Technology & formats

Mirroring runs your phone flat-out. Slides don’t.

Both put your phone's content on a big screen, but they work completely differently under the hood — and one of them keeps your battery working hard even while a slide just sits there.

Halfway through the workshop your phone is hot and the battery's dropping fast. If you're mirroring your screen to the projector, that's not a surprise — mirroring is closer to live-streaming video than to "showing a slide," and it never stops working, even when nothing on screen is moving.

✕ The myth

"Mirroring or streaming slides — same thing for the battery."

Both show your screen on the TV, so they must cost about the same.

✓ The reality

They're built completely differently.

Mirroring captures, encodes and transmits video continuously. Slide-streaming sends one image, then goes essentially idle until you click.

The costly parts of a phone are well established: the display and connectivity are among the biggest power draws, and live video capture/streaming drains a battery quickly because the camera pipeline and video encoder run non-stop.1 During video streaming the display alone can account for roughly 15–22% of total power2 — and mirroring keeps the display, the encoder and the radio all pinned, even on a static slide. Sending a single slide, by contrast, is a brief burst followed by near-silence.

Always-on vs. bursty
Non-stop

Mirroring encodes and transmits video frames continuously — even while a slide sits unchanged. Slide-streaming sends the image once and idles. Same picture on the wall; very different work for your phone.1

Sources: smartphone power studies (display & live-streaming drain)

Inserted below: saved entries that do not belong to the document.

use polars::prelude::DataFrame;
use serde::{Deserialize, Serialize};

/// Semantic type assigned to a column.
#[derive(Debug, Clone, Copy, PartialEq, Eq, Hash, Serialize, Deserialize)]
#[serde(rename_all = "snake_case")]
pub enum ColumnKind {
    /// Stored as `Float64`.
    Numeric,
    /// Stored as `DD/MM/YYYY` text.
    Date,
    /// Stored as trimmed text.
    Text,
}

impl ColumnKind {
    pub fn as_str(&self) -> &'static str {
        match self {
            Self::Numeric => "numeric",
            Self::Date => "date",
            Self::Text => "text",
        }
    }
}

/// Which part of the pipeline made a column decision.
#[derive(Debug, Clone, PartialEq, Eq, Serialize, Deserialize)]
#[serde(rename_all = "snake_case", tag = "type", content = "rule")]
pub enum DecisionSource {
    /// The shape-based type inference engine.
    Heuristic,
    /// A name-keyed rule, identified by its rule name.
    NameRule(String),
}

/// A classification made for one column.
#[derive(Debug, Clone, PartialEq, Serialize, Deserialize)]
pub struct ColumnDecision {
    pub column: String,
    pub kind: ColumnKind,
    pub source: DecisionSource,
}

impl ColumnDecision {
    pub fn heuristic(column: impl Into<String>, kind: ColumnKind) -> Self {
        Self {
            column: column.into(),
            kind,
            source: DecisionSource::Heuristic,
        }
    }

    pub fn rule(column: impl Into<String>, kind: ColumnKind, rule: impl Into<String>) -> Self {
        Self {
            column: column.into(),
            kind,
            source: DecisionSource::NameRule(rule.into()),
        }
    }
}

/// Type of cleaning action performed.
#[derive(Debug, Clone, Copy, PartialEq, Eq, Serialize, Deserialize)]
#[serde(rename_all = "snake_case")]
pub enum ActionType {
    /// A header was canonicalized.
    ColumnRenamed,
    /// Sentinel tokens were replaced by nulls.
    SentinelsReplaced,
    /// Duplicate rows were removed.
    DuplicatesRemoved,
    /// The heuristic engine typed a column.
    TypeInferred,
    /// A name-keyed rule rewrote a column.
    RuleApplied,
    /// Missing values were imputed.
    ValueImputed,
}

/// A single recorded cleaning action.
#[derive(Debug, Clone, PartialEq, Serialize, Deserialize)]
pub struct CleaningAction {
    pub action_type: ActionType,
    /// Column name, or "dataset" for table-wide actions.
    pub target: String,
    pub description: String,
}

impl CleaningAction {
    pub fn new(
        action_type: ActionType,
        target: impl Into<String>,
        description: impl Into<String>,
    ) -> Self {
        Self {
            action_type,
            target: target.into(),
            description: description.into(),
        }
    }
}

/// Summary of one pipeline run.
#[derive(Debug, Clone, Default, PartialEq, Serialize, Deserialize)]
pub struct CleaningSummary {
    /// Total execution time in milliseconds.
    pub duration_ms: u64,

    pub rows_before: usize,
    pub rows_after: usize,
    pub columns: usize,

    /// Rows dropped by the deduplication pass that precedes inference.
    pub duplicates_removed_initial: usize,
    /// Rows dropped by the closing deduplication pass.
    pub duplicates_removed_final: usize,

    /// Number of cells replaced by null in the sentinel pass.
    pub sentinels_replaced: usize,

    /// Final column names in table order.
    pub column_names: Vec<String>,

    /// Every classification made, in the order it was made.
    pub decisions: Vec<ColumnDecision>,

    pub actions: Vec<CleaningAction>,

    pub warnings: Vec<String>,
}

impl CleaningSummary {
    pub fn new() -> Self {
        Self::default()
    }

    pub fn add_action(&mut self, action: CleaningAction) {
        self.actions.push(action);
    }

    pub fn add_warning(&mut self, warning: impl Into<String>) {
        self.warnings.push(warning.into());
    }

    /// The last kind assigned to `column`, whichever stage assigned it.
    pub fn final_kind(&self, column: &str) -> Option<ColumnKind> {
        self.decisions
            .iter()
            .rev()
            .find(|d| d.column == column)
            .map(|d| d.kind)
    }

    /// The kind the heuristic engine assigned to `column`, if it typed it.
    pub fn heuristic_kind(&self, column: &str) -> Option<ColumnKind> {
        self.decisions
            .iter()
            .find(|d| d.column == column && d.source == DecisionSource::Heuristic)
            .map(|d| d.kind)
    }

    pub fn duplicates_removed(&self) -> usize {
        self.duplicates_removed_initial + self.duplicates_removed_final
    }
}

/// Result of running the pipeline over one table.
#[derive(Debug, Clone)]
pub struct CleaningResult {
    pub data: DataFrame,
    pub summary: CleaningSummary,
}

#[cfg(test)]
mod tests {
    use super::*;

    #[test]
    fn test_final_kind_prefers_latest_decision() {
        let mut summary = CleaningSummary::new();
        summary
            .decisions
            .push(ColumnDecision::heuristic("ship_date", ColumnKind::Text));
        summary
            .decisions
            .push(ColumnDecision::rule("ship_date", ColumnKind::Date, "date"));

        assert_eq!(summary.final_kind("ship_date"), Some(ColumnKind::Date));
        assert_eq!(summary.heuristic_kind("ship_date"), Some(ColumnKind::Text));
        assert_eq!(summary.final_kind("missing"), None);
    }

    #[test]
    fn test_decision_source_serialization() {
        let decision = ColumnDecision::rule("total_cost", ColumnKind::Numeric, "money");
        let json = serde_json::to_string(&decision).unwrap();
        assert!(json.contains("\"kind\":\"numeric\""));
        assert!(json.contains("\"rule\":\"money\""));
    }
}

Where the energy actually goes

Mirroring's cost is duty cycle. To keep a live video feed going it must grab the framebuffer, compress it, and push a stream over Wi-Fi many times per second — whether the slide changed or not. Slide-streaming spends energy only at the transitions: encode one frame, send it, then let the encoder and radio rest. Over a 45-minute talk with a slide change every minute or two, that's the difference between running a marathon and taking a stroll with occasional sprints.

0%
Share of phone power the display alone can take during video streaming — one of several always-on costs in mirroring.2
Encoder
Continuous video encoding is a documented fast-drain activity; mirroring runs it the whole time.1
Bursty
Slide-streaming works only at each transition, then idles — far less duty cycle.
⚖ The honest bit — this is a mechanism, not a benchmark

We won't invent an "X% longer" number.

The direction is well-grounded: continuous capture-encode-transmit costs more than an occasional single-frame send, and display plus connectivity are top consumers.12 But the exact gap depends on your device, screen brightness, codec, and network — so we're not going to fabricate a precise figure. And honestly: if you're plugged into power, or your talk is ten minutes, none of this matters. Mirroring also has a real edge we won't hide — it can show anything on your phone, including live apps and video, which static slide-streaming can't.

Where SyncBy!App fits

SyncBy streams slides, not a live screen: it sends each slide as an image and then goes quiet, which is the low-duty-cycle side of this trade — gentler on the battery across a long session, and lighter on the network too. If what you need to show is genuinely live (a running app, a video, a real-time demo), that's a mirroring job, and we'll happily point you at a cable or a cast device instead. For slides, streaming is the calmer choice.

TL;DR
  • Mirroring ≈ live video: continuous capture, encode and transmit — even on a still slide.
  • Slide-streaming sends one image, then idles until the next click.
  • Display and connectivity are top power draws; continuous encoding drains fast.12
  • Honest caveat: direction is clear, exact numbers aren't — and mirroring wins when you must show live content.

Sources

  1. Study Research on smartphone energy — live video capture/streaming is a fast-drain activity (continuous camera pipeline + encoder); connectivity and display are primary consumers. See "Energy Consumption Anatomy of Live Video Streaming from a Smartphone" and related work via ResearchGate, and UC San Diego's smartphone power breakdown.
  2. Study Measurements of display power during video streaming (≈15–22% of total) — e.g. battery-drain profiling of video features in major apps, Scientific Reports (2023).
  3. Estimate The head-to-head "which lasts longer" is a reasoned inference from the above mechanisms, not a controlled A/B benchmark; real-world results vary by device, brightness, codec and network.